Data excerpts:
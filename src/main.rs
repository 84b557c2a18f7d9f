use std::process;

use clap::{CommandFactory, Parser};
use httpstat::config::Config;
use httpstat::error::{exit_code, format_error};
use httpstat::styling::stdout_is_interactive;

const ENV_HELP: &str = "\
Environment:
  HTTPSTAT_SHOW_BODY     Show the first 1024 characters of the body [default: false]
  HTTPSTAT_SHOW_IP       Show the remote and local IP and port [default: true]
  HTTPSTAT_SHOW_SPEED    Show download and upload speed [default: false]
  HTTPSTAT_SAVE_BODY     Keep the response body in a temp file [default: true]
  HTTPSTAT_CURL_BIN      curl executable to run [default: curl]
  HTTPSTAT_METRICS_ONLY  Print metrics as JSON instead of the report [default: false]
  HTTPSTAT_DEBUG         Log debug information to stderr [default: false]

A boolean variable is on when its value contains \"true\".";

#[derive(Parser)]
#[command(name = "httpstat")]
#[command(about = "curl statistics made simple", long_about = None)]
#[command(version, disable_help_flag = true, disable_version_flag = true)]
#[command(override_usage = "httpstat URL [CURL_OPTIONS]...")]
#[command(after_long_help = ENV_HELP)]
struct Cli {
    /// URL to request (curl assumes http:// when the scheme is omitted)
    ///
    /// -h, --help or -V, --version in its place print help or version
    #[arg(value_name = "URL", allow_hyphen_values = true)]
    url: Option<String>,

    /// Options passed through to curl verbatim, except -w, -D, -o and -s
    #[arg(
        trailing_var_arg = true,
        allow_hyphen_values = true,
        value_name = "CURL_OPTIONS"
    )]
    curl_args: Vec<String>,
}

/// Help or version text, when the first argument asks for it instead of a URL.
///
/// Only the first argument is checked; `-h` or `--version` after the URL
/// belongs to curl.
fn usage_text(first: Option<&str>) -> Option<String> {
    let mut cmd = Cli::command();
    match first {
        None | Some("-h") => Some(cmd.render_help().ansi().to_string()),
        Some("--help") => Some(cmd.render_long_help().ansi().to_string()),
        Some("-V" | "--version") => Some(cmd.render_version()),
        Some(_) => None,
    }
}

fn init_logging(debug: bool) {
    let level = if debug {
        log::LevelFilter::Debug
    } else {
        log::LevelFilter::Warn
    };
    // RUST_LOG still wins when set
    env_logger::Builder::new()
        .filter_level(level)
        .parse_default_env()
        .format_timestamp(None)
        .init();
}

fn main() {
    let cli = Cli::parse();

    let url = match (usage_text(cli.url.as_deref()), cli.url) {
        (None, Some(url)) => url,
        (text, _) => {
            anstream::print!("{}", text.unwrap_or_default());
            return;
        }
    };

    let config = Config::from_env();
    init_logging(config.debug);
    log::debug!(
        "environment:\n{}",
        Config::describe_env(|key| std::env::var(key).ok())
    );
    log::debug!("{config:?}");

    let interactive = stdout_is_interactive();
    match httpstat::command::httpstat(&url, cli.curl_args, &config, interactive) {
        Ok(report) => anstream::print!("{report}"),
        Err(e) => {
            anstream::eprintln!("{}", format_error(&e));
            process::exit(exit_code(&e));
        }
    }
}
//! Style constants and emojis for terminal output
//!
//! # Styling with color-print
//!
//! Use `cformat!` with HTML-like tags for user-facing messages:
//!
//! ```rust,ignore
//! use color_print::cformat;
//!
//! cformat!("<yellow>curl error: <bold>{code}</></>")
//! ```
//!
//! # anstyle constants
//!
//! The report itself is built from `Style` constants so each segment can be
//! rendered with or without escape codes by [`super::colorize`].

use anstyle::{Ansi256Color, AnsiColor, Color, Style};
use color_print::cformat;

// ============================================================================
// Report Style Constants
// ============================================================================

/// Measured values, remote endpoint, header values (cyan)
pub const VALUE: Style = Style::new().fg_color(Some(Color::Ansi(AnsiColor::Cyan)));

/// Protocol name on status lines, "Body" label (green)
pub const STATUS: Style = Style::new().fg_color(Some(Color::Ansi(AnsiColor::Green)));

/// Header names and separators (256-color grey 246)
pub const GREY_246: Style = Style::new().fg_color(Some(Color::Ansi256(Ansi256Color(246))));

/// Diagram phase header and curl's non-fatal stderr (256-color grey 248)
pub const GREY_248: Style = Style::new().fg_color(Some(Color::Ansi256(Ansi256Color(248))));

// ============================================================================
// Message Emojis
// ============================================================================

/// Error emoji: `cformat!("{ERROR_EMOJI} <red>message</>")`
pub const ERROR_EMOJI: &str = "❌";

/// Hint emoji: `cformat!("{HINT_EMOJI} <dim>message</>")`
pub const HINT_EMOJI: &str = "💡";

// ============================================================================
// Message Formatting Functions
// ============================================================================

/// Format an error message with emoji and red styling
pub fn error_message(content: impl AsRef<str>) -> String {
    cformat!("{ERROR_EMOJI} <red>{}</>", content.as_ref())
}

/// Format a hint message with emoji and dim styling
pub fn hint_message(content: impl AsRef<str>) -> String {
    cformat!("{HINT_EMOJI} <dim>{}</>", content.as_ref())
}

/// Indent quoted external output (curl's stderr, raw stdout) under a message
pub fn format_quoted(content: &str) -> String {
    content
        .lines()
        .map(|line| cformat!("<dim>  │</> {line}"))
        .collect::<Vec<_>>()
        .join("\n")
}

...

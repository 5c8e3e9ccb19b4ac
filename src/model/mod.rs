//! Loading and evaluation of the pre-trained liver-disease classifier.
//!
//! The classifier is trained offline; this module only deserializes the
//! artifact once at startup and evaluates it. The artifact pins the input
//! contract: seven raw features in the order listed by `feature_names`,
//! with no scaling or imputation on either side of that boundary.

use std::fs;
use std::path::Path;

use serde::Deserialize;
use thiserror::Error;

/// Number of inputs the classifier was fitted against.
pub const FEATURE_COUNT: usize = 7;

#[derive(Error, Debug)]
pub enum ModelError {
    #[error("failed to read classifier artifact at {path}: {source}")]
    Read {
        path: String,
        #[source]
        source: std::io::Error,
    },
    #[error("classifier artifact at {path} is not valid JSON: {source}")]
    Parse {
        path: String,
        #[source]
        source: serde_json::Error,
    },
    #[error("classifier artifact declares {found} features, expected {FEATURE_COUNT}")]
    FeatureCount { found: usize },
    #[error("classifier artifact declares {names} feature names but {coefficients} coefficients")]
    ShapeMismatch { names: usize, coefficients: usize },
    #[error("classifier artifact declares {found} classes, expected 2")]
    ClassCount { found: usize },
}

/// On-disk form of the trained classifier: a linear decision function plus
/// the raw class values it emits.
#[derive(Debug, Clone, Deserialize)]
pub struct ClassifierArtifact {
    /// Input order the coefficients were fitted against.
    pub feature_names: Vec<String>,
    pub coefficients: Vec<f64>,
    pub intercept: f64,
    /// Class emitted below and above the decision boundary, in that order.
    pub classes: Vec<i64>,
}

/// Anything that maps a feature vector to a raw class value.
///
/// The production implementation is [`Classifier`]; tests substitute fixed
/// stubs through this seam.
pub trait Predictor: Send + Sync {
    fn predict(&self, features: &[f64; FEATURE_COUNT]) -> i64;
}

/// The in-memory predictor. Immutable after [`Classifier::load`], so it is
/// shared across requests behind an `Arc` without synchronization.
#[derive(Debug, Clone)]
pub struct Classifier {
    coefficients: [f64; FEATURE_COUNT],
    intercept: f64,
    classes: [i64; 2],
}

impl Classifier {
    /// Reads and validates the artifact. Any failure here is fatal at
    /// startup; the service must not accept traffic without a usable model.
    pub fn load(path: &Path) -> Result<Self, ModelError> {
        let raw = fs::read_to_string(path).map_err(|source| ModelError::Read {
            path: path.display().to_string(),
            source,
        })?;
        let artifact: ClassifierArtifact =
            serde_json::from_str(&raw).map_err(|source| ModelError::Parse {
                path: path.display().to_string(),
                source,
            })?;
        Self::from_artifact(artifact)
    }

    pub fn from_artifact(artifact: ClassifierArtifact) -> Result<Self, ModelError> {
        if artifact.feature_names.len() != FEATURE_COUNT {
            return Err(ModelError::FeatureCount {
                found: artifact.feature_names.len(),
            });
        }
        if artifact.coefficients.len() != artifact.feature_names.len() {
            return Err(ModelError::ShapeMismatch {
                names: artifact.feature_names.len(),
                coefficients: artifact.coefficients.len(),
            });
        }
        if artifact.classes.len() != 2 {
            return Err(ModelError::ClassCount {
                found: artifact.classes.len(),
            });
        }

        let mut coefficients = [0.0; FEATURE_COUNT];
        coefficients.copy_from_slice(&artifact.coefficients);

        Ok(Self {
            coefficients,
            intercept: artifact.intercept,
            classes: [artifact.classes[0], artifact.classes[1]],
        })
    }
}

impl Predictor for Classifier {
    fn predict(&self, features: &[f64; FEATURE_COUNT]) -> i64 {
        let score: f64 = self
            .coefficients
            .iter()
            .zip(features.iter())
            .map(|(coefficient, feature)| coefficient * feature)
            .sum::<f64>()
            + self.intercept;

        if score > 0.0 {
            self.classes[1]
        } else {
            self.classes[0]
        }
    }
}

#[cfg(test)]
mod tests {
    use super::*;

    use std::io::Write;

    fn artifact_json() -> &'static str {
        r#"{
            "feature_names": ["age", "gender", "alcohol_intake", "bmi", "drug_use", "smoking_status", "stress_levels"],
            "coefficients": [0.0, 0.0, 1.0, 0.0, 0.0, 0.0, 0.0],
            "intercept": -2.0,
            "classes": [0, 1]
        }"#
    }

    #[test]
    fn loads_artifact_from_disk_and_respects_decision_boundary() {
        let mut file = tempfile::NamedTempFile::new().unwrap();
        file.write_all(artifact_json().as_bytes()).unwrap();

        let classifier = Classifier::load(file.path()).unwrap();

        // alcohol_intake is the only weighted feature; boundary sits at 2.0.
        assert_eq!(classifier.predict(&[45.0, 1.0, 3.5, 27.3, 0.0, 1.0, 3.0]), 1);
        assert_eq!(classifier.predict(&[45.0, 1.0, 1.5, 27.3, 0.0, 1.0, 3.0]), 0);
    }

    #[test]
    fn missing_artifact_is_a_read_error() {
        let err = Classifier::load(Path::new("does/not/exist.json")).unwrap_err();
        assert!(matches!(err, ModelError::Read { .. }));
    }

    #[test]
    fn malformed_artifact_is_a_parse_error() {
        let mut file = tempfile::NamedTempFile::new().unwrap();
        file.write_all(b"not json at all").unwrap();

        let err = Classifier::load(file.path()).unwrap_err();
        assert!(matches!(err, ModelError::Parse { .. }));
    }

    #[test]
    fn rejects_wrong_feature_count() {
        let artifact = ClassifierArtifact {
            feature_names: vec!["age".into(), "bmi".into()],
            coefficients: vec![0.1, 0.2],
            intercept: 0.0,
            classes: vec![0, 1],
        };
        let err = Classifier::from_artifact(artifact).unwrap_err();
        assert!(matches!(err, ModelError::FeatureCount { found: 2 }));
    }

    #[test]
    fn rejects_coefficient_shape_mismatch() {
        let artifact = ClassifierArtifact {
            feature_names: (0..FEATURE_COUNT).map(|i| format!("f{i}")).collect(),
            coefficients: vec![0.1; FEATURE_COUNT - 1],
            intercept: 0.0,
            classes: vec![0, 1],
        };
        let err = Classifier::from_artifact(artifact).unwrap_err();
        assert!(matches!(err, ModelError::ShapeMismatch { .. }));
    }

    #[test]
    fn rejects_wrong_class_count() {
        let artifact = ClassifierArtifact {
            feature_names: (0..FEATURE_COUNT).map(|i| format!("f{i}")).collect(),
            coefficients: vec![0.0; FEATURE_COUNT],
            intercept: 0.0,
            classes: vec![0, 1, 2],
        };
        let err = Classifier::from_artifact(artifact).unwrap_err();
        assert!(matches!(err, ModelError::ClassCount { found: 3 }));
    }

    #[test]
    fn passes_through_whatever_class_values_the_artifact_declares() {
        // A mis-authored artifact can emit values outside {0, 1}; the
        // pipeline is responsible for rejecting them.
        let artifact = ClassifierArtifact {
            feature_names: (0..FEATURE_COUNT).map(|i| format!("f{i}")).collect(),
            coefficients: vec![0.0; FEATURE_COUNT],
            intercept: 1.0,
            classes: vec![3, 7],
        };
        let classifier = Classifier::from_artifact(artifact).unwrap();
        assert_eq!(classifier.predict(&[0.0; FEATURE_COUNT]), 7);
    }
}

Your task:
Using the records above, filter out every line that lacks the string "display" and copy the rest.

Task result:
            path: path.display().to_string(),
                path: path.display().to_string(),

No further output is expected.